Splice-site mutations are recurrently found in key lymphoma genes like BCL7A or CD79B due to aberrant somatic hypermutation as the sequence targeted by AID overlaps with the sequences of the splice-sites.

===Dementia===

According to a research study conducted Hutton, M et al, a missense mutation occurring on the 5' region of the RNA associated with the tau protein was found to be correlated with inherited dementia (known as FTDP-17). The splice-site mutations all destabilize a potential stem–loop structure which is most likely involved in regulating the alternative splicing of exon10 in chromosome 17. Consequently, more usage occurs on the 5' splice site and an increased proportion of tau transcripts that include exon 10 are created. Such drastic increase in mRNA will increase the proportion of Tau containing four microtubule-binding repeats, which is consistent with the neuropathology described in several families with FTDP-17, a type inherited dementia.

===Epilepsy===

Some types of epilepsy may be brought on due to a splice site mutation.
In addition to a mutation in a stop codon, a splice site mutation on the 3' strand was found in a gene coding for cystatin B in Progressive Myoclonus Epilepsy patients. This combination of mutations was not found in unaffected individuals. By comparing sequences with and without the splice site mutation, investigators were able to determine that a G-to-C nucleotide transversion occurs at the last position of the first intron. This transversion occurs in the region that codes for the cystatin B gene. Individuals suffering from Progressive Myoclonus Epilepsy possess a mutated form of this gene, which results in decreased output of mature mRNA, and subsequently decreases in protein expression.
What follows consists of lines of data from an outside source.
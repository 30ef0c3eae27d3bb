mod cli;

use std::sync::Arc;

use anyhow::{bail, Context, Result};
use rand::{rngs::StdRng, SeedableRng};

use cli::{Generate, Run, StrategyKind, Subcommands, TopLevel};
use mst_election::actor::run_actors;
use mst_election::config::{load_graph, WakePolicy};
use mst_election::format::format_process_id;
use mst_election::{
    CostTable, EdgeCosts, ElectionConfig, ElectionStrategy, LeaderMethod, Network, ProcessId, RunReport,
};

fn main() -> Result<()> {
    let args: TopLevel = argh::from_env();
    match args.nested {
        Subcommands::Run(run) => run_election(run),
        Subcommands::Generate(generate) => generate_graph(generate),
    }
}

/// File config first, then flags on top
fn build_config(run: &Run) -> Result<ElectionConfig> {
    let mut config = match &run.config {
        Some(path) => ElectionConfig::from_json_file(path)?,
        None => ElectionConfig::default(),
    };

    let current_method = match config.strategy {
        ElectionStrategy::ShortestPath { method } => Some(method),
        ElectionStrategy::Structural => None,
    };
    config.strategy = match (run.strategy, run.method, current_method) {
        (Some(StrategyKind::Structural), Some(_), _) => {
            bail!("--method only applies to the shortest-path strategy")
        }
        (Some(StrategyKind::Structural), None, _) => ElectionStrategy::Structural,
        (Some(StrategyKind::ShortestPath), method, current) => ElectionStrategy::ShortestPath {
            method: method.or(current).unwrap_or_default(),
        },
        (None, Some(method), Some(_)) => ElectionStrategy::ShortestPath { method },
        (None, Some(_), None) => bail!("--method needs --strategy shortest-path"),
        (None, None, _) => config.strategy,
    };

    if run.wake_all {
        config.wake = WakePolicy::All;
    }
    if let Some(kind) = run.schedule {
        config.schedule = kind.with_seed(run.schedule_seed);
    }
    Ok(config)
}

fn run_election(run: Run) -> Result<()> {
    mst_election::tracing_setup::init(run.json);
    let config = build_config(&run)?;

    let table = match &run.graph {
        Some(path) => load_graph(path)?,
        None => CostTable::random_complete(run.nodes, &mut StdRng::seed_from_u64(run.seed))
            .context("generating a random graph")?,
    };
    let costs: Arc<dyn EdgeCosts> = Arc::new(table);
    tracing::info!(processes = costs.processes().len(), strategy = ?config.strategy, "starting election");

    let (report, violations) = if run.actors {
        let runtime = tokio::runtime::Builder::new_multi_thread()
            .enable_all()
            .build()
            .context("starting the tokio runtime")?;
        let outcome = runtime.block_on(run_actors(costs, config))?;
        let violations = outcome.verify();
        (outcome.report, violations)
    } else {
        let mut network = Network::new(costs, config)?;
        let report = network.run()?;
        (report, network.verify())
    };

    if run.json {
        println!("{}", serde_json::to_string_pretty(&report)?);
    } else {
        print_report(&report);
    }

    if run.verify {
        if !violations.is_empty() {
            for violation in &violations {
                eprintln!("invariant violated: {violation}");
            }
            bail!("{} invariant violations", violations.len());
        }
        eprintln!("all invariants hold");
    }
    Ok(())
}

fn print_report(report: &RunReport) {
    let show = |id: Option<ProcessId>| id.as_ref().map(format_process_id).unwrap_or_else(|| "-".to_string());

    println!("leader:      {}", show(report.leader));
    println!("tree root:   {}", show(report.tree_root));
    match report.strategy {
        ElectionStrategy::Structural => println!("strategy:    structural"),
        ElectionStrategy::ShortestPath { method } => println!(
            "strategy:    shortest path ({})",
            match method {
                LeaderMethod::Sum => "sum",
                LeaderMethod::Max => "max",
            }
        ),
    }
    println!("tree weight: {:.3} over {} edges", report.tree_weight, report.tree_edges.len());
    println!(
        "messages:    {} in {} steps, {} deferred, total cost {:.3}",
        report.traffic.total(),
        report.steps,
        report.traffic.deferrals,
        report.traffic.total_cost
    );
    for (kind, count) in &report.traffic.by_kind {
        println!("  {:<12} {count}", kind.as_str());
    }
    println!("processes:");
    for process in &report.processes {
        println!(
            "  {:<6} parent {:<6} children {:<3} next hop {}",
            format_process_id(&process.id),
            show(process.parent),
            process.children.len(),
            show(process.next_hop_to_leader)
        );
    }
}

fn generate_graph(generate: Generate) -> Result<()> {
    let table = CostTable::random_complete(generate.nodes, &mut StdRng::seed_from_u64(generate.seed))
        .context("generating a random graph")?;
    let json = table.to_json_pretty();
    match generate.out {
        Some(path) => std::fs::write(&path, json).with_context(|| format!("writing {path}"))?,
        None => println!("{json}"),
    }
    Ok(())
}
A study has also shown that a type of Childhood Absence Epilepsy (CAE) causing febrile seizures may be linked to a splice site mutation in the sixth intron of the GABRG2 gene. This splice site mutation was found to cause a nonfunctional GABRG2 subunit in affected individuals. According to this study, a point mutation was the culprit for the splice-donor site mutation, which occurred in intron 6. A nonfunctional protein product is produced, leading to the also nonfunctional subunit.
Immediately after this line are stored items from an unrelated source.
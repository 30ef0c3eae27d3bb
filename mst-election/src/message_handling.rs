use crate::format::format_message;
use crate::*;

/// Functions for handling protocol messages
impl ElectionProcess {
    /// Queues a message to a neighbor (or to ourselves)
    pub(crate) fn send(&self, receiver: ProcessId, payload: Payload, to_send: &mut Vec<Message>) {
        let message = Message::new(self.id, receiver, payload);
        crate::tracing_setup::message_sent(&self.id, &receiver, message.kind().as_str(), format_message(&message, false));
        to_send.push(message);
    }

    /// Processes a received message according to the protocol rules
    ///
    /// This is the entry point for handling messages. It:
    /// 1. Routes the message to the appropriate handler based on its kind
    /// 2. Hands back messages that cannot be interpreted yet
    /// 3. Checks invariants (in debug mode)
    #[tracing::instrument(skip(self, message, to_send), fields(process_id = %self.id, kind = %message.kind()))]
    pub fn process_message(&mut self, message: Message, to_send: &mut Vec<Message>) -> Delivery {
        if message.receiver != self.id {
            crate::tracing_setup::protocol_error(&self.id, "misdelivered", format_message(&message, true));
            return Delivery::Ignored;
        }
        tracing::trace!("received a message");

        let sender = message.sender;
        let delivery = match &message.payload {
            Payload::Connect { level } => self.process_connect(sender, *level, &message, to_send),
            Payload::Initiate {
                level,
                fragment,
                status,
            } => self.process_initiate(sender, *level, *fragment, *status, to_send),
            Payload::Test { level, fragment } => self.process_test(sender, *level, *fragment, &message, to_send),
            Payload::Accept => self.process_accept(sender, &message, to_send),
            Payload::Reject => self.process_reject(sender, &message, to_send),
            Payload::Report { best } => self.process_report(sender, *best, &message, to_send),
            Payload::ChangeRoot { .. } => self.process_change_root(&message, to_send),
            Payload::Finish { leader } => self.process_finish(sender, *leader, &message, to_send),
            Payload::PathPartial(matrix) => self.process_path_partial(sender, matrix, &message, to_send),
            Payload::PathFinal(matrix) => self.process_path_final(sender, matrix, &message, to_send),
            Payload::AckLeader { leader } => self.process_ack_leader(sender, *leader, &message, to_send),
        };

        if let Delivery::Deferred(deferred) = &delivery {
            crate::tracing_setup::message_deferred(&self.id, &deferred.sender, deferred.kind().as_str());
        }

        // Check invariants in debug mode
        if cfg!(debug_assertions) {
            let violations = self.check_invariants();
            assert!(
                violations.is_empty(),
                "Process {} has invariant violations: {:?}",
                self.id,
                violations
            );
            self.peak_level = self.peak_level.max(self.level);
        }

        delivery
    }
}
===Hematological Disorders===

Several genetic diseases may be the result of splice site mutations. For example, mutations that cause the incorrect splicing of β-globin mRNA are responsible of some cases of β-thalassemia. Another Example is TTP (thrombotic thrombocytopenic purpura). TTP is caused by deficiency of ADAMTS-13. A splice site mutation of ADAMTS-13 gene can therefore cause TTP. It is estimated that 15% of all point mutations causing human genetic diseases occur within a splice site.
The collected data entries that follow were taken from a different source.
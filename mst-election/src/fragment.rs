use crate::tracing_setup::{protocol_error, protocol_transition};
use crate::*;

/// Fragment merging: the GHS minimum spanning tree construction.
///
/// Each process starts as its own fragment and repeatedly joins its
/// fragment's minimum outgoing edge. Fragments of equal level that pick the
/// same edge merge one level up; a lower-level fragment is absorbed.
impl ElectionProcess {
    /// Spontaneous start, or start on the first message received while asleep
    pub fn wakeup(&mut self, to_send: &mut Vec<Message>) {
        if self.status != NodeStatus::Sleeping {
            return;
        }
        let lightest = self
            .edges
            .keys()
            .filter_map(|neighbor| self.edge_key(*neighbor))
            .min();

        self.level = Level(0);
        self.find_count = 0;
        self.set_status(NodeStatus::Found, "wakeup");

        if let Some(key) = lightest {
            let neighbor = key.other(self.id);
            self.set_edge_state(neighbor, EdgeState::Branch);
            self.send(neighbor, Payload::Connect { level: self.level }, to_send);
        }
    }

    pub(crate) fn set_status(&mut self, next: NodeStatus, reason: &str) {
        if self.status != next {
            protocol_transition(&self.id, "status", self.status, next, Some(reason));
            self.status = next;
        }
    }

    pub(crate) fn process_connect(
        &mut self,
        sender: ProcessId,
        level: Level,
        message: &Message,
        to_send: &mut Vec<Message>,
    ) -> Delivery {
        self.wakeup(to_send);

        if level < self.level {
            // Absorb the lower-level fragment
            let Some(fragment) = self.fragment else {
                protocol_error(&self.id, "absorb_without_fragment", message);
                return Delivery::Ignored;
            };
            self.set_edge_state(sender, EdgeState::Branch);
            self.send(
                sender,
                Payload::Initiate {
                    level: self.level,
                    fragment,
                    status: self.status,
                },
                to_send,
            );
            if self.status == NodeStatus::Find {
                self.find_count += 1;
            }
            Delivery::Handled
        } else if self.edge_state(sender) == Some(EdgeState::Basic) {
            // Wait until our fragment reaches this level or picks this edge
            Delivery::Deferred(message.clone())
        } else {
            let Some(core) = self.edge_key(sender) else {
                protocol_error(&self.id, "connect_from_non_neighbor", message);
                return Delivery::Ignored;
            };
            self.send(
                sender,
                Payload::Initiate {
                    level: self.level.incr(),
                    fragment: core,
                    status: NodeStatus::Find,
                },
                to_send,
            );
            Delivery::Handled
        }
    }

    pub(crate) fn process_initiate(
        &mut self,
        sender: ProcessId,
        level: Level,
        fragment: FragmentId,
        status: NodeStatus,
        to_send: &mut Vec<Message>,
    ) -> Delivery {
        if level != self.level {
            protocol_transition(&self.id, "level", self.level, level, None);
        }
        self.level = level;
        self.fragment = Some(fragment);
        self.set_status(status, "initiate");
        self.in_branch = Some(sender);
        self.best_edge = None;
        self.best_weight = BestWeight::Infinite;

        let forward: Vec<_> = self.branch_neighbors().filter(|n| *n != sender).collect();
        for neighbor in forward {
            self.send(neighbor, Payload::Initiate { level, fragment, status }, to_send);
            if status == NodeStatus::Find {
                self.find_count += 1;
            }
        }

        if status == NodeStatus::Find {
            self.test(to_send);
        }
        Delivery::Handled
    }

    /// Probes the lightest BASIC edge, or reports if none is left
    pub(crate) fn test(&mut self, to_send: &mut Vec<Message>) {
        let lightest = self
            .edges
            .iter()
            .filter(|(_, state)| **state == EdgeState::Basic)
            .filter_map(|(neighbor, _)| self.edge_key(*neighbor))
            .min();

        match (lightest, self.fragment) {
            (Some(key), Some(fragment)) => {
                let neighbor = key.other(self.id);
                self.test_edge = Some(neighbor);
                self.send(
                    neighbor,
                    Payload::Test {
                        level: self.level,
                        fragment,
                    },
                    to_send,
                );
            }
            _ => {
                self.test_edge = None;
                self.report(to_send);
            }
        }
    }

    pub(crate) fn process_test(
        &mut self,
        sender: ProcessId,
        level: Level,
        fragment: FragmentId,
        message: &Message,
        to_send: &mut Vec<Message>,
    ) -> Delivery {
        self.wakeup(to_send);

        if level > self.level {
            // The tester may be in our fragment already; we cannot tell yet
            return Delivery::Deferred(message.clone());
        }

        if self.fragment != Some(fragment) {
            self.send(sender, Payload::Accept, to_send);
            return Delivery::Handled;
        }

        if self.edge_state(sender) == Some(EdgeState::Basic) {
            self.set_edge_state(sender, EdgeState::Rejected);
        }
        if self.test_edge != Some(sender) {
            self.send(sender, Payload::Reject, to_send);
        } else {
            self.test(to_send);
        }
        Delivery::Handled
    }

    pub(crate) fn process_accept(
        &mut self,
        sender: ProcessId,
        message: &Message,
        to_send: &mut Vec<Message>,
    ) -> Delivery {
        if self.test_edge != Some(sender) {
            protocol_error(&self.id, "accept_from_untested_edge", message);
            return Delivery::Ignored;
        }
        self.test_edge = None;

        if let Some(key) = self.edge_key(sender) {
            let candidate = BestWeight::Edge(key);
            if candidate < self.best_weight {
                self.best_weight = candidate;
                self.best_edge = Some(sender);
            }
        }
        self.report(to_send);
        Delivery::Handled
    }

    pub(crate) fn process_reject(
        &mut self,
        sender: ProcessId,
        message: &Message,
        to_send: &mut Vec<Message>,
    ) -> Delivery {
        if self.test_edge != Some(sender) {
            protocol_error(&self.id, "reject_from_untested_edge", message);
            return Delivery::Ignored;
        }
        if self.edge_state(sender) == Some(EdgeState::Basic) {
            self.set_edge_state(sender, EdgeState::Rejected);
        }
        self.test(to_send);
        Delivery::Handled
    }

    /// Reports to `in_branch` once the local search and every child are done
    pub(crate) fn report(&mut self, to_send: &mut Vec<Message>) {
        if self.find_count != 0 || self.test_edge.is_some() {
            return;
        }
        self.set_status(NodeStatus::Found, "report");
        if let Some(parent) = self.in_branch {
            self.send(parent, Payload::Report { best: self.best_weight }, to_send);
        }
    }

    pub(crate) fn process_report(
        &mut self,
        sender: ProcessId,
        best: BestWeight,
        message: &Message,
        to_send: &mut Vec<Message>,
    ) -> Delivery {
        if self.in_branch != Some(sender) {
            // From a child in our subtree
            if self.find_count == 0 {
                protocol_error(&self.id, "unsolicited_report", message);
                return Delivery::Ignored;
            }
            self.find_count -= 1;
            if best < self.best_weight {
                self.best_weight = best;
                self.best_edge = Some(sender);
            }
            self.report(to_send);
            return Delivery::Handled;
        }

        // From across the core edge
        if self.status == NodeStatus::Find {
            return Delivery::Deferred(message.clone());
        }
        if best > self.best_weight {
            return self.change_root(message, to_send);
        }
        if best == self.best_weight && best.is_infinite() {
            let root = self.id.min(sender);
            crate::tracing_setup::fragment_converged(&self.id, self.level.0, self.fragment, &root);
            if root == self.id {
                self.send(self.id, Payload::Finish { leader: root }, to_send);
            }
        }
        Delivery::Handled
    }

    /// Walks towards `best_edge` and connects across it
    pub(crate) fn change_root(&mut self, message: &Message, to_send: &mut Vec<Message>) -> Delivery {
        let Some(best_edge) = self.best_edge else {
            protocol_error(&self.id, "change_root_without_best_edge", message);
            return Delivery::Ignored;
        };
        if self.edge_state(best_edge) == Some(EdgeState::Branch) {
            self.send(best_edge, Payload::ChangeRoot { level: self.level }, to_send);
        } else {
            self.send(best_edge, Payload::Connect { level: self.level }, to_send);
            self.set_edge_state(best_edge, EdgeState::Branch);
        }
        Delivery::Handled
    }

    pub(crate) fn process_change_root(&mut self, message: &Message, to_send: &mut Vec<Message>) -> Delivery {
        self.change_root(message, to_send)
    }
}

#[cfg(test)]
mod tests {
    use std::sync::Arc;

    use super::*;
    use crate::graph::CostTable;

    fn p(id: u64) -> ProcessId {
        ProcessId(id)
    }

    fn triangle() -> Arc<CostTable> {
        Arc::new(
            CostTable::from_edges(
                [p(1), p(2), p(3)],
                [(p(1), p(2), 2.0), (p(2), p(3), 1.0), (p(1), p(3), 3.0)],
            )
            .unwrap(),
        )
    }

    #[test]
    fn wakeup_connects_over_lightest_edge() {
        let mut process = ElectionProcess::new(p(2), triangle(), ElectionStrategy::Structural);
        let mut to_send = Vec::new();
        process.wakeup(&mut to_send);

        assert_eq!(process.status, NodeStatus::Found);
        assert_eq!(process.edge_state(p(3)), Some(EdgeState::Branch));
        assert_eq!(process.edge_state(p(1)), Some(EdgeState::Basic));
        assert_eq!(
            to_send,
            vec![Message::new(p(2), p(3), Payload::Connect { level: Level(0) })]
        );

        // A second wakeup does nothing
        to_send.clear();
        process.wakeup(&mut to_send);
        assert!(to_send.is_empty());
    }

    #[test]
    fn equal_level_connect_on_basic_edge_is_deferred() {
        let mut process = ElectionProcess::new(p(1), triangle(), ElectionStrategy::Structural);
        let mut to_send = Vec::new();
        // p1's lightest edge is to p2, so the edge to p3 stays BASIC
        let message = Message::new(p(3), p(1), Payload::Connect { level: Level(0) });
        let delivery = process.process_connect(p(3), Level(0), &message, &mut to_send);
        assert!(delivery.is_deferred());
        assert_eq!(to_send.len(), 1, "only the wakeup Connect is sent");
    }

    #[test]
    fn mutual_connect_starts_a_level_one_fragment() {
        let mut process = ElectionProcess::new(p(2), triangle(), ElectionStrategy::Structural);
        let mut to_send = Vec::new();
        process.wakeup(&mut to_send);
        to_send.clear();

        let message = Message::new(p(3), p(2), Payload::Connect { level: Level(0) });
        let delivery = process.process_connect(p(3), Level(0), &message, &mut to_send);
        assert!(matches!(delivery, Delivery::Handled));
        assert_eq!(
            to_send,
            vec![Message::new(
                p(2),
                p(3),
                Payload::Initiate {
                    level: Level(1),
                    fragment: EdgeKey::new(p(2), p(3), 1.0),
                    status: NodeStatus::Find,
                }
            )]
        );
    }

    #[test]
    fn test_within_fragment_is_rejected() {
        let mut process = ElectionProcess::new(p(1), triangle(), ElectionStrategy::Structural);
        let mut to_send = Vec::new();
        let core = EdgeKey::new(p(2), p(3), 1.0);
        process.process_initiate(p(2), Level(1), core, NodeStatus::Find, &mut to_send);
        to_send.clear();

        let message = Message::new(p(3), p(1), Payload::Test { level: Level(1), fragment: core });
        process.process_test(p(3), Level(1), core, &message, &mut to_send);
        assert_eq!(process.edge_state(p(3)), Some(EdgeState::Rejected));
        assert_eq!(to_send, vec![Message::new(p(1), p(3), Payload::Reject)]);
    }

    #[test]
    fn test_from_higher_level_is_deferred() {
        let mut process = ElectionProcess::new(p(1), triangle(), ElectionStrategy::Structural);
        let mut to_send = Vec::new();
        let core = EdgeKey::new(p(2), p(3), 1.0);
        let message = Message::new(p(3), p(1), Payload::Test { level: Level(2), fragment: core });
        assert!(process.process_test(p(3), Level(2), core, &message, &mut to_send).is_deferred());
    }

    #[test]
    fn stray_accept_is_ignored() {
        let mut process = ElectionProcess::new(p(1), triangle(), ElectionStrategy::Structural);
        let mut to_send = Vec::new();
        let message = Message::new(p(3), p(1), Payload::Accept);
        assert!(matches!(
            process.process_accept(p(3), &message, &mut to_send),
            Delivery::Ignored
        ));
        assert!(to_send.is_empty());
    }
}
===Parathyroid Deficiency===

When a splice site mutation occurs in intron 2 of the gene that produces the parathyroid hormone, a parathyroid deficiency can prevail. In one particular study, a G to C substitution in the splice site of intron 2 produces a skipping effect in the messenger RNA transcript. The exon that is skipped possesses the initiation start codon to produce parathyroid hormone. Such failure in initiation causes the deficiency.

==Analysis==
Using the model organism Drosophila melanogaster, data has been compiled regarding the genomic information and sequencing of this organism. A prediction model exists in which a researcher can upload his or her genomic information and use a splice site prediction database to gather information about where the splice sites could be located. The Berkeley Drosophila Project can be used to incorporate this research, as well as annotate high quality euchromatic data. The splice site predictor can be a great tool for researchers studying human disease in this model organism.

Splice site mutations can be analyzed using information theory.